While the achievement of the $1000 genome will surely bring forth a tidal wave of new WGS data in the next 3-5 years, mountains of newly available data from completed clinical trials (likely via the Pfizer Clinical Cloud approach), related clinical trial transparency initiatives, and EMR data will likely be the near term focus of life science big data activities over the near term.
The ability to effectively exploit data from within the organization has been, and continues to be, the focus of significant investment in actionable analytics in the industry. These efforts are directly contributing to the industry's near term focus on improving operational efficiency and effectiveness, as validated by a measurable near term ROI. As the efforts at Pfizer are showing (which I will discuss in detail in a report to be published shortly), it is now possible to systematically bring together data from completed trials into a common repository to enable researchers, product managers, and senior management to more effectively extract historical information and translate it into more real-time tactical and strategic insights. Concurrently, leading efforts at GSK, Roche, Johnson & Johnson, Novartis and others are bringing completed clinical trial data into the public view with a goal of allowing other researchers to identify and discover new insights. In a similar vein, the advent of the electronic medical record is making real world patient data available like never before, providing researchers with a new window to better understand disease manifestation and progression, drug comparative effectiveness, and real world impact of concurrent disease management.
Historically, the ability to bring together these diverse datasets has been a formidable challenge for the industry, with isolated data silos, incompatible data, and regulatory restrictions limiting the researcher's ability to even access these data at the same time. The data silo issue is evolving and changing with a new focus on access to data outside of organizational firewalls. Aggregation layers are helping to normalize datasets. Careful patient data de-identification, technology-enabled global data management, and improved informed consent are empowering regulatory compliant access to data.
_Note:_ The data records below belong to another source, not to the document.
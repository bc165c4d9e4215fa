//! Ranked voice selection over the engine's (possibly still empty) catalog.

use crate::config::AppConfig;
use serde::Serialize;

/// A synthesis voice as reported by the engine.
#[derive(Debug, Clone, PartialEq, Eq, Serialize)]
pub struct VoiceProfile {
    pub name: String,
    pub language: String,
}

impl VoiceProfile {
    pub fn new(name: impl Into<String>, language: impl Into<String>) -> Self {
        Self {
            name: name.into(),
            language: language.into(),
        }
    }
}

#[derive(Debug, Clone, PartialEq, Eq)]
pub struct VoicePreferences {
    pub preferred_names: Vec<String>,
    pub language_prefix: String,
}

impl VoicePreferences {
    pub fn from_config(config: &AppConfig) -> Self {
        Self {
            preferred_names: config.preferred_voices.clone(),
            language_prefix: config.language_prefix.clone(),
        }
    }
}

/// Pick a voice: first matching preference, then expected language, then anything.
///
/// Preferences are walked in their own order, so a later catalog entry that
/// matches the first preference beats an earlier entry matching the second.
/// Call this when narration starts; catalogs can populate after startup.
pub fn select_voice(available: &[VoiceProfile], prefs: &VoicePreferences) -> Option<VoiceProfile> {
    for preferred in prefs.preferred_names.iter().filter(|name| !name.is_empty()) {
        if let Some(voice) = available.iter().find(|voice| voice.name.contains(preferred.as_str())) {
            return Some(voice.clone());
        }
    }

    let prefix = canonical_language(&prefs.language_prefix);
    if !prefix.is_empty() {
        if let Some(voice) = available
            .iter()
            .find(|voice| canonical_language(&voice.language).starts_with(&prefix))
        {
            return Some(voice.clone());
        }
    }

    available.first().cloned()
}

fn canonical_language(tag: &str) -> String {
    tag.trim().to_ascii_lowercase().replace('_', "-")
}

#[cfg(test)]
mod tests {
    use super::*;

    fn prefs(names: &[&str], prefix: &str) -> VoicePreferences {
        VoicePreferences {
            preferred_names: names.iter().map(|name| name.to_string()).collect(),
            language_prefix: prefix.to_string(),
        }
    }

    #[test]
    fn preference_order_beats_catalog_order() {
        let catalog = vec![
            VoiceProfile::new("Google US English", "en-US"),
            VoiceProfile::new("Samantha", "en-US"),
        ];
        let picked = select_voice(&catalog, &prefs(&["Samantha", "Daniel"], "en"));
        assert_eq!(picked.map(|voice| voice.name), Some("Samantha".to_string()));
    }

    #[test]
    fn first_preference_wins_even_if_listed_later() {
        let catalog = vec![
            VoiceProfile::new("Daniel", "en-GB"),
            VoiceProfile::new("Samantha (Enhanced)", "en-US"),
        ];
        let picked = select_voice(&catalog, &prefs(&["Samantha", "Daniel"], "en"));
        assert_eq!(
            picked.map(|voice| voice.name),
            Some("Samantha (Enhanced)".to_string())
        );
    }

    #[test]
    fn falls_back_to_language_prefix() {
        let catalog = vec![VoiceProfile::new("X", "fr-FR"), VoiceProfile::new("Y", "en-GB")];
        let picked = select_voice(&catalog, &prefs(&["Samantha"], "en"));
        assert_eq!(picked.map(|voice| voice.name), Some("Y".to_string()));
    }

    #[test]
    fn language_match_ignores_case_and_separator() {
        let catalog = vec![VoiceProfile::new("X", "fr_FR"), VoiceProfile::new("Y", "EN_gb")];
        let picked = select_voice(&catalog, &prefs(&[], "en-GB"));
        assert_eq!(picked.map(|voice| voice.name), Some("Y".to_string()));
    }

    #[test]
    fn falls_back_to_first_voice_then_none() {
        let catalog = vec![VoiceProfile::new("X", "fr-FR"), VoiceProfile::new("Z", "de-DE")];
        let picked = select_voice(&catalog, &prefs(&["Samantha"], "en"));
        assert_eq!(picked.map(|voice| voice.name), Some("X".to_string()));

        assert_eq!(select_voice(&[], &prefs(&["Samantha"], "en")), None);
    }
}
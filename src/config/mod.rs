//! Configuration loading for the read-aloud viewer.
//!
//! All user-tunable settings are centralized here and loaded from
//! `conf/config.toml` if present. Any missing or invalid entries fall back to
//! sensible defaults so narration can still start.

mod defaults;
mod io;
mod models;
mod tables;

pub use io::{load_config, serialize_config};
pub use models::{AppConfig, MAX_CHUNK_SIZE, MAX_PAUSE_AFTER_UNIT_SECS, SegmentMode};
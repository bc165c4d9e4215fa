//! Cleanup pass applied to extracted text before segmentation.
//!
//! PDF text in particular arrives with hard line breaks, hyphenated words and
//! compatibility glyphs (ligatures, full-width forms). Every step is pure, so a
//! page normalizes identically on every re-render.

use crate::config::AppConfig;
use once_cell::sync::Lazy;
use regex::Regex;
use unicode_normalization::UnicodeNormalization;

static RE_HYPHENATED_BREAK: Lazy<Regex> =
    Lazy::new(|| Regex::new(r"(\p{L})-[ \t]*\r?\n[ \t]*(\p{Ll})").unwrap());
static RE_ANY_WS: Lazy<Regex> = Lazy::new(|| Regex::new(r"\s+").unwrap());
static RE_SPACE_BEFORE_PUNCT: Lazy<Regex> = Lazy::new(|| Regex::new(r"\s+([,.;:!?])").unwrap());

#[derive(Debug, Clone, Copy, PartialEq, Eq)]
pub struct TextNormalizer {
    unicode_nfkc: bool,
    join_hyphenated_words: bool,
    collapse_whitespace: bool,
    remove_space_before_punctuation: bool,
}

impl Default for TextNormalizer {
    fn default() -> Self {
        Self {
            unicode_nfkc: true,
            join_hyphenated_words: true,
            collapse_whitespace: true,
            remove_space_before_punctuation: true,
        }
    }
}

impl TextNormalizer {
    pub fn from_config(config: &AppConfig) -> Self {
        Self {
            unicode_nfkc: config.normalize_unicode,
            join_hyphenated_words: config.join_hyphenated_words,
            collapse_whitespace: config.collapse_whitespace,
            remove_space_before_punctuation: config.remove_space_before_punctuation,
        }
    }

    #[cfg(test)]
    pub fn disabled() -> Self {
        Self {
            unicode_nfkc: false,
            join_hyphenated_words: false,
            collapse_whitespace: false,
            remove_space_before_punctuation: false,
        }
    }

    pub fn normalize(&self, text: &str) -> String {
        let mut out = if self.unicode_nfkc {
            text.nfkc().collect::<String>()
        } else {
            text.to_string()
        };
        if self.join_hyphenated_words {
            out = RE_HYPHENATED_BREAK.replace_all(&out, "$1$2").into_owned();
        }
        if self.collapse_whitespace {
            out = RE_ANY_WS.replace_all(&out, " ").into_owned();
        }
        if self.remove_space_before_punctuation {
            out = RE_SPACE_BEFORE_PUNCT.replace_all(&out, "$1").into_owned();
        }
        out.trim().to_string()
    }
}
Despite lots of noise to the contrary, the life science industry has not seriously had a big data problem to date, in contrast to other industries (e.g. retail and financial). In conjunction with an increased willingness to exploit these best practices, the life sciences are at the cusp of applying big data technology solutions to an important and increasingly accessible data resource that should help to accelerate discovery and progress in the move towards knowledge-based medicine. The major impediment to progress remains antiquated regulatory processes and infrastructure that will need to change to accommodate 21st century capabilities. As always, the only constant is change and, for the most part, change will be good.
As always, comments and alternative opinions are welcome.